-1

How to perform standardizing on the data in GridSearchCV?

Here is the code. I have no idea on how to do it.

import dataset
import warnings
warnings.filterwarnings("ignore")

import pandas as pd
dataset = pd.read_excel('../dataset/dataset_experiment1.xlsx')
X = dataset.iloc[:,1:-1].values
y = dataset.iloc[:,66].values

from sklearn.model_selection import GridSearchCV
#from sklearn.pipeline import Pipeline
from sklearn.preprocessing import StandardScaler
stdizer = StandardScaler()

print('===Grid Search===')

print('logistic regression')
model = LogisticRegression()
parameter_grid = {'solver': ['newton-cg', 'lbfgs', 'liblinear', 'sag', 'saga']}
grid_search = GridSearchCV(model, param_grid=parameter_grid, cv=kfold, scoring = scoring3)
grid_search.fit(X, y)
print('Best score: {}'.format(grid_search.best_score_))
print('Best parameters: {}'.format(grid_search.best_params_))
print('\n')

Update This is what I try to run but get the error:

print('logistic regression')
model = LogisticRegression()
pipeline = Pipeline([('scale', StandardScaler()), ('clf', model)])
parameter_grid = {'solver': ['newton-cg', 'lbfgs', 'liblinear', 'sag', 'saga']}
grid_search = GridSearchCV(pipeline, param_grid=parameter_grid, cv=kfold, scoring = scoring3)
grid_search.fit(X, y)
print('Best score: {}'.format(grid_search.best_score_))
print('Best parameters: {}'.format(grid_search.best_params_))
print('\n')
Bose Sanamchai
  • 105
  • 1
  • 1
  • 6

2 Answers2

2

Use sklearn.pipeline.Pipeline

Demo:

from sklearn.pipeline import Pipeline
from sklearn.model_selection import train_test_split

X_train, X_test, y_train, y_test = \
        train_test_split(X, y, test_size=0.33)

pipe = Pipeline([
    ('scale', StandardScaler()),
    ('clf', LogisticRegression())
])

param_grid = [
    {
        'clf__solver': ['newton-cg', 'lbfgs', 'liblinear', 'sag', 'saga'],
        'clf__C': np.logspace(-3, 1, 5),
    },
]

grid = GridSearchCV(pipe, param_grid=param_grid, cv=3, n_jobs=-1, verbose=2)
grid.fit(X_train, y_train)
MaxU - stand with Ukraine
  • 205,989
  • 36
  • 386
  • 419
  • The console provide error: ValueError: Invalid parameter solver for estimator Pipeline(memory=None, steps=[('scale', StandardScaler(copy=True, with_mean=True, with_std=True)), ('clf', LogisticRegression(C=1.0, class_weight=None, dual=False, fit_intercept=True, intercept_scaling=1, max_iter=100, multi_class='ovr', n_jobs=1, penalty='l2', random_state=None, solver='liblinear', tol=0.0001, verbose=0, warm_start=False))]).

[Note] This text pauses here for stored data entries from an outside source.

//! Turns one poll response into a [`PollOutcome`].
//!
//! The service answers "not ready yet" with the same 400/404 statuses it uses
//! for real errors; only the message text tells them apart. The decision is
//! therefore a table of [`PendingRule`]s consulted before anything else, so
//! new "still processing" wordings are data, not control flow.

use serde_json::Value;

use crate::config::ServiceConfig;
use crate::error::{TransportError, truncate_body};
use crate::service::HttpReply;
use crate::state_machine::{PollFailure, PollOutcome};

/// Statuses the service reuses for "result not available yet".
pub const NOT_READY_STATUSES: &[u16] = &[400, 404];

/// Known "still processing" wordings, matched case-insensitively.
pub const PENDING_MESSAGES: &[&str] = &[
    "result for parsing job",
    "not completed",
    "still processing",
    "job is pending",
    "in progress",
];

/// A `(statuses, pattern)` entry. A response matches when its status is in
/// `statuses` and, if `pattern` is set, the error message contains it.
#[derive(Debug, Clone, PartialEq, Eq)]
pub struct PendingRule {
    pub statuses: Vec<u16>,
    pattern: Option<String>,
}

impl PendingRule {
    /// Every response with one of `statuses` is pending.
    pub fn any_message(statuses: &[u16]) -> Self {
        Self {
            statuses: statuses.to_vec(),
            pattern: None,
        }
    }

    pub fn message(statuses: &[u16], pattern: &str) -> Self {
        Self {
            statuses: statuses.to_vec(),
            pattern: Some(pattern.to_lowercase()),
        }
    }

    pub fn pattern(&self) -> Option<&str> {
        self.pattern.as_deref()
    }

    fn matches(&self, status: u16, message_lower: &str) -> bool {
        self.statuses.contains(&status)
            && self
                .pattern
                .as_deref()
                .is_none_or(|pattern| message_lower.contains(pattern))
    }
}

/// The default table: 202 always pends, 400/404 pend on known wordings.
pub fn default_rules() -> Vec<PendingRule> {
    let mut rules = vec![PendingRule::any_message(&[202])];
    rules.extend(
        PENDING_MESSAGES
            .iter()
            .map(|pattern| PendingRule::message(NOT_READY_STATUSES, pattern)),
    );
    rules
}

#[derive(Debug, Clone)]
pub struct Classifier {
    rules: Vec<PendingRule>,
    result_field: String,
    transport_retries: u32,
}

impl Classifier {
    pub fn new(result_field: impl Into<String>) -> Self {
        Self {
            rules: default_rules(),
            result_field: result_field.into(),
            transport_retries: 0,
        }
    }

    /// Default rules plus the configured extra wordings and retry budget.
    pub fn from_config(config: &ServiceConfig) -> Self {
        let mut classifier = Self::new(config.result_field.clone())
            .with_transport_retries(config.transport_retries);
        for pattern in &config.pending_messages {
            classifier = classifier.with_rule(PendingRule::message(NOT_READY_STATUSES, pattern));
        }
        classifier
    }

    pub fn with_rule(mut self, rule: PendingRule) -> Self {
        self.rules.push(rule);
        self
    }

    pub fn with_transport_retries(mut self, retries: u32) -> Self {
        self.transport_retries = retries;
        self
    }

    pub fn rules(&self) -> &[PendingRule] {
        &self.rules
    }

    pub fn result_field(&self) -> &str {
        &self.result_field
    }

    /// Classify a response the service actually sent.
    pub fn classify(&self, reply: &HttpReply) -> PollOutcome {
        let message = error_message(&reply.body);
        let lower = message.to_lowercase();
        if self.rules.iter().any(|rule| rule.matches(reply.status, &lower)) {
            return PollOutcome::Pending;
        }

        if reply.is_success() {
            return PollOutcome::Ready(self.extract_payload(&reply.body));
        }

        PollOutcome::Permanent(PollFailure {
            status: Some(reply.status),
            message: truncate_body(&message),
        })
    }

    /// Classify a request that never got a response. `failures_so_far` counts
    /// the consecutive transport failures before this one.
    pub fn classify_transport_error(
        &self,
        err: &TransportError,
        failures_so_far: u32,
    ) -> PollOutcome {
        let failure = PollFailure {
            status: None,
            message: truncate_body(&err.0),
        };
        if failures_so_far < self.transport_retries {
            PollOutcome::Transient(failure)
        } else {
            PollOutcome::Permanent(failure)
        }
    }

    /// The terminal field of a JSON body, or the raw body itself when the
    /// body is not the expected JSON shape (plain-text artifacts).
    fn extract_payload(&self, body: &str) -> Value {
        match serde_json::from_str::<Value>(body) {
            Ok(Value::Object(mut map)) => match map.remove(&self.result_field) {
                Some(value) => value,
                None => Value::String(body.to_string()),
            },
            _ => Value::String(body.to_string()),
        }
    }
}

/// Human-readable message of an error body: `detail` (or `detail.message`),
/// then `message`, then `error`, else the raw body.
pub fn error_message(body: &str) -> String {
    let Ok(Value::Object(map)) = serde_json::from_str::<Value>(body) else {
        return body.to_string();
    };

    let detail = match map.get("detail") {
        Some(Value::String(s)) => Some(s.as_str()),
        Some(Value::Object(inner)) => inner.get("message").and_then(Value::as_str),
        _ => None,
    };

    detail
        .or_else(|| map.get("message").and_then(Value::as_str))
        .or_else(|| map.get("error").and_then(Value::as_str))
        .map(str::to_string)
        .unwrap_or_else(|| body.to_string())
}
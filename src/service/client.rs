use serde_json::Value;
use tracing::{debug, info, warn};

use super::transport::{HttpTransport, Transport};
use super::types::{Document, HttpReply, SubmitResponse};
use crate::config::ServiceConfig;
use crate::error::{DocJobError, truncate_body};
use crate::poller::{CancelToken, Classifier, Poller};
use crate::state_machine::{Job, JobSummary};

/// Client for the upload-then-poll extraction protocol.
pub struct ExtractionClient<T> {
    transport: T,
    config: ServiceConfig,
    classifier: Classifier,
}

impl ExtractionClient<HttpTransport> {
    /// Build a client talking to the configured service over HTTP.
    pub fn from_config(config: ServiceConfig) -> Result<Self, DocJobError> {
        config.validate()?;
        let transport = HttpTransport::new(config.clone())?;
        Ok(Self::new(transport, config))
    }
}

impl<T: Transport> ExtractionClient<T> {
    pub fn new(transport: T, config: ServiceConfig) -> Self {
        let classifier = Classifier::from_config(&config);
        Self {
            transport,
            config,
            classifier,
        }
    }

    pub fn config(&self) -> &ServiceConfig {
        &self.config
    }

    pub fn transport(&self) -> &T {
        &self.transport
    }

    /// Upload `document` and return the remote job id. Never retried.
    pub async fn submit(&self, document: &Document) -> Result<String, DocJobError> {
        let reply = self
            .transport
            .upload(document, &self.config.options)
            .await
            .map_err(|e| DocJobError::Submission(e.to_string()))?;

        let job_id = parse_submit_reply(&reply)?;
        info!(%job_id, filename = %document.filename, "extraction job submitted");
        Ok(job_id)
    }

    /// Start the clock for a freshly submitted job.
    pub fn start_job(&self, job_id: String) -> Job {
        Job::new(job_id, self.config.timeout())
    }

    /// Poll an existing job until it finishes, times out or is cancelled.
    pub async fn await_job(
        &self,
        job: &mut Job,
        cancel: &CancelToken,
    ) -> Result<Value, DocJobError> {
        Poller::new(&self.transport, &self.classifier, self.config.poll_interval())
            .run(job, cancel)
            .await
    }

    /// Await the result of `job_id`, starting the deadline now.
    pub async fn await_result(
        &self,
        job_id: &str,
        cancel: &CancelToken,
    ) -> Result<(Value, JobSummary), DocJobError> {
        let mut job = self.start_job(job_id.to_string());
        let payload = self.await_job(&mut job, cancel).await?;
        Ok((payload, JobSummary::from_job(&job)))
    }
}

/// Extract the job id from an upload reply.
pub fn parse_submit_reply(reply: &HttpReply) -> Result<String, DocJobError> {
    if !reply.is_success() {
        warn!(status = reply.status, "upload rejected");
        return Err(DocJobError::Submission(format!(
            "status {}: {}",
            reply.status,
            truncate_body(&reply.body)
        )));
    }

    let parsed: SubmitResponse = serde_json::from_str(&reply.body).map_err(|_| {
        DocJobError::Submission(format!(
            "malformed response: {}",
            truncate_body(&reply.body)
        ))
    })?;

    match parsed.id {
        Some(id) if !id.trim().is_empty() => {
            debug!(
                job_id = %id,
                remote_status = parsed.status.as_deref().unwrap_or("-"),
                "upload accepted"
            );
            Ok(id)
        }
        _ => Err(DocJobError::Submission(format!(
            "malformed response: missing job id in {}",
            truncate_body(&reply.body)
        ))),
    }
}
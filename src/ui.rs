//! Terminal output for the CLI: a spinner while a job runs, colored
//! outcome lines, and the job summary.
//!
//! Uses `indicatif` for the spinner and `console` for styling.

use console::Style;
use indicatif::{ProgressBar, ProgressStyle};

use docjob::state_machine::{JobSummary, StateLabel};

/// Spinner shown while a document is submitted and polled.
pub struct JobProgress {
    pb: ProgressBar,
    green: Style,
    red: Style,
    yellow: Style,
}

impl JobProgress {
    pub fn start(message: &str) -> Self {
        let pb = ProgressBar::new_spinner();
        if let Ok(style) = ProgressStyle::default_spinner().template("{spinner:.cyan} {msg} [{elapsed}]") {
            pb.set_style(style);
        }
        pb.set_message(message.to_string());
        pb.enable_steady_tick(std::time::Duration::from_millis(100));

        Self {
            pb,
            green: Style::new().green().bold(),
            red: Style::new().red().bold(),
            yellow: Style::new().yellow(),
        }
    }

    pub fn succeed(&self, message: &str) {
        self.pb.finish_and_clear();
        eprintln!("  {} {message}", self.green.apply_to("✓"));
    }

    pub fn fail(&self, message: &str) {
        self.pb.finish_and_clear();
        eprintln!("  {} {message}", self.red.apply_to("✗"));
    }

    /// Print the job summary as pretty JSON, colored by final state.
    pub fn print_summary(&self, summary: &JobSummary) {
        let style = match summary.final_state {
            StateLabel::Succeeded => &self.green,
            StateLabel::Failed => &self.red,
            _ => &self.yellow,
        };
        eprintln!();
        eprintln!("{}", style.apply_to("─── Job Summary ───"));
        eprintln!(
            "{}",
            serde_json::to_string_pretty(summary).unwrap_or_default()
        );
    }
}
use std::time::Duration;

use thiserror::Error;

/// Longest slice of a remote response body carried inside an error message.
pub const MAX_BODY_CHARS: usize = 400;

#[derive(Debug, Error)]
pub enum DocJobError {
    #[error("Submission failed: {0}")]
    Submission(String),

    #[error("Job {job_id} failed (status {}): {message}", .status.map_or_else(|| "none".to_string(), |s| s.to_string()))]
    PermanentPoll {
        job_id: String,
        status: Option<u16>,
        message: String,
    },

    #[error("Job {job_id} timed out after {}s", .after.as_secs())]
    TimedOut { job_id: String, after: Duration },

    #[error("Job {job_id} was cancelled")]
    Cancelled { job_id: String },

    #[error("Invalid request: {0}")]
    InvalidRequest(String),

    #[error("Document not found: {0}")]
    SourceNotFound(String),

    #[error("Document source error: {0}")]
    Source(String),

    #[error("Result sink error: {0}")]
    Sink(String),

    #[error("Config error: {0}")]
    Config(String),

    #[error("IO error: {0}")]
    Io(#[from] std::io::Error),

    #[error("JSON error: {0}")]
    Json(#[from] serde_json::Error),

    #[error("TOML parse error: {0}")]
    Toml(#[from] toml::de::Error),
}

impl DocJobError {
    /// True for the outcomes that end a job without a result: submission,
    /// permanent poll failure, timeout and cancellation.
    pub fn is_job_failure(&self) -> bool {
        matches!(
            self,
            Self::Submission(_)
                | Self::PermanentPoll { .. }
                | Self::TimedOut { .. }
                | Self::Cancelled { .. }
        )
    }
}

/// Failure below the HTTP layer: connection refused, DNS, reset, timeout.
#[derive(Debug, Clone, Error)]
#[error("transport error: {0}")]
pub struct TransportError(pub String);

impl From<reqwest::Error> for TransportError {
    fn from(err: reqwest::Error) -> Self {
        TransportError(err.to_string())
    }
}

/// Cut `body` to at most [`MAX_BODY_CHARS`] characters, marking the cut.
pub fn truncate_body(body: &str) -> String {
    let trimmed = body.trim();
    match trimmed.char_indices().nth(MAX_BODY_CHARS) {
        Some((idx, _)) => format!("{}…", &trimmed[..idx]),
        None => trimmed.to_string(),
    }
}

#[cfg(test)]
mod tests {
    use super::*;

    #[test]
    fn truncate_keeps_short_bodies() {
        assert_eq!(truncate_body("  bad input \n"), "bad input");
    }

    #[test]
    fn truncate_cuts_long_bodies_on_char_boundary() {
        let body = "é".repeat(MAX_BODY_CHARS + 50);
        let cut = truncate_body(&body);
        assert_eq!(cut.chars().count(), MAX_BODY_CHARS + 1);
        assert!(cut.ends_with('…'));
    }

    #[test]
    fn permanent_poll_display() {
        let err = DocJobError::PermanentPoll {
            job_id: "J1".into(),
            status: Some(400),
            message: "bad input".into(),
        };
        assert_eq!(err.to_string(), "Job J1 failed (status 400): bad input");

        let err = DocJobError::PermanentPoll {
            job_id: "J1".into(),
            status: None,
            message: "connection reset".into(),
        };
        assert_eq!(err.to_string(), "Job J1 failed (status none): connection reset");
    }

    #[test]
    fn timed_out_display() {
        let err = DocJobError::TimedOut {
            job_id: "J2".into(),
            after: Duration::from_secs(60),
        };
        assert_eq!(err.to_string(), "Job J2 timed out after 60s");
    }

    #[test]
    fn job_failure_classification() {
        assert!(DocJobError::Cancelled { job_id: "x".into() }.is_job_failure());
        assert!(DocJobError::Submission("boom".into()).is_job_failure());
        assert!(!DocJobError::InvalidRequest("no text".into()).is_job_failure());
    }

    #[test]
    fn error_is_send_sync() {
        fn assert_send_sync<T: Send + Sync>() {}
        assert_send_sync::<DocJobError>();
        assert_send_sync::<TransportError>();
    }
}
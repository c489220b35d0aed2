//! Best-effort normalization of a finished job's payload.
//!
//! The service sometimes wraps the artifact in a JSON document serialized as
//! a string. [`Normalizer`] unwraps exactly one such level and otherwise hands
//! the payload back untouched; it never fails.

use serde_json::Value;
use tracing::debug;

#[derive(Debug, Clone)]
pub struct Normalizer {
    field: String,
}

impl Normalizer {
    pub fn new(field: impl Into<String>) -> Self {
        Self {
            field: field.into(),
        }
    }

    pub fn normalize(&self, raw: Value) -> Value {
        let decoded = match &raw {
            Value::String(text) => serde_json::from_str::<Value>(text).ok(),
            _ => None,
        };

        match decoded {
            Some(Value::Object(mut map)) => match map.remove(&self.field) {
                Some(inner) => {
                    debug!(field = %self.field, "unwrapped string-encoded payload");
                    inner
                }
                None => raw,
            },
            _ => raw,
        }
    }
}
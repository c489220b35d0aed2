//! The poll loop: turns a remote job into one awaited result.
//!
//! Each iteration checks cancellation and the job deadline, issues exactly one
//! query, classifies it and either returns or waits one interval. The wait is
//! clamped to the deadline and ends early on cancellation.

mod cancel;
mod classify;

pub use cancel::{CancelHandle, CancelToken, cancel_pair};
pub use classify::{
    Classifier, NOT_READY_STATUSES, PENDING_MESSAGES, PendingRule, default_rules, error_message,
};

use std::time::Duration;

use serde_json::Value;
use tokio::time::{Instant, sleep_until};
use tracing::{debug, info, warn};

use crate::error::DocJobError;
use crate::service::Transport;
use crate::state_machine::{Job, JobState, PollOutcome, Signal, StateMachine, Transition};

pub struct Poller<'a, T> {
    transport: &'a T,
    classifier: &'a Classifier,
    interval: Duration,
}

impl<'a, T: Transport> Poller<'a, T> {
    pub fn new(transport: &'a T, classifier: &'a Classifier, interval: Duration) -> Self {
        Self {
            transport,
            classifier,
            interval,
        }
    }

    /// Poll `job` until it reaches a terminal state and return its payload.
    ///
    /// Returns exactly once. After the first `Ready` or `Permanent`
    /// classification no further query or wait happens.
    pub async fn run(&self, job: &mut Job, cancel: &CancelToken) -> Result<Value, DocJobError> {
        let mut transport_failures = 0u32;

        loop {
            if cancel.is_cancelled() {
                return Self::finish(job, Signal::Cancelled);
            }
            if job.is_expired() {
                return Self::finish(job, Signal::DeadlineExceeded);
            }

            let outcome = match self.transport.fetch_result(&job.id).await {
                Ok(reply) => {
                    transport_failures = 0;
                    self.classifier.classify(&reply)
                }
                Err(err) => {
                    let outcome = self
                        .classifier
                        .classify_transport_error(&err, transport_failures);
                    transport_failures += 1;
                    outcome
                }
            };

            match &outcome {
                PollOutcome::Pending => debug!(job_id = %job.id, poll = job.polls + 1, "job still processing"),
                PollOutcome::Transient(failure) => {
                    warn!(job_id = %job.id, attempt = transport_failures, "transient poll failure: {failure}")
                }
                _ => {}
            }

            match StateMachine::next(job, Signal::Polled(outcome)) {
                Transition::Wait => {}
                Transition::Complete | Transition::Ignored => return Self::result_of(job),
            }

            let wake = Instant::now()
                .checked_add(self.interval)
                .map_or(job.deadline, |next| next.min(job.deadline));
            tokio::select! {
                _ = sleep_until(wake) => {}
                _ = cancel.cancelled() => return Self::finish(job, Signal::Cancelled),
            }
        }
    }

    fn finish(job: &mut Job, signal: Signal) -> Result<Value, DocJobError> {
        StateMachine::next(job, signal);
        Self::result_of(job)
    }

    fn result_of(job: &Job) -> Result<Value, DocJobError> {
        let job_id = job.id.clone();
        match &job.state {
            JobState::Succeeded(payload) => {
                info!(%job_id, polls = job.polls, elapsed_ms = u64::try_from(job.elapsed().as_millis()).unwrap_or(u64::MAX), "job succeeded");
                Ok(payload.clone())
            }
            JobState::Failed(failure) => {
                warn!(%job_id, polls = job.polls, "job failed: {failure}");
                Err(DocJobError::PermanentPoll {
                    job_id,
                    status: failure.status,
                    message: failure.message.clone(),
                })
            }
            JobState::TimedOut => {
                warn!(%job_id, polls = job.polls, "job timed out");
                Err(DocJobError::TimedOut {
                    job_id,
                    after: job.timeout,
                })
            }
            JobState::Cancelled => {
                info!(%job_id, "job cancelled");
                Err(DocJobError::Cancelled { job_id })
            }
            JobState::Submitted | JobState::Running => Err(DocJobError::PermanentPoll {
                job_id,
                status: None,
                message: "poll loop stopped before the job finished".into(),
            }),
        }
    }
}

Check the list of available parameters with `estimator.get_params().keys()` – Bose Sanamchai Apr 11 '18 at 13:51
  • @BoseSanamchai, and what does `pipe.get_params().keys()` return? – MaxU - stand with Ukraine Apr 11 '18 at 13:54
  • I update the question with the pipeline code I try to run. Could you examine it? – Bose Sanamchai Apr 11 '18 at 14:27
  • @BoseSanamchai, pay attention at how did i use `param_grid` or, better, simply use my code to understand how does it work... – MaxU - stand with Ukraine Apr 11 '18 at 14:55
0

if you use refit=True than you can use the best model results from the GridSearchCV. you can use the cv_results to find the best row based on rank score. Using the best row then it is possible to extract the parameters. If your feature list becomes large than use RandomSearchCV to make predictions.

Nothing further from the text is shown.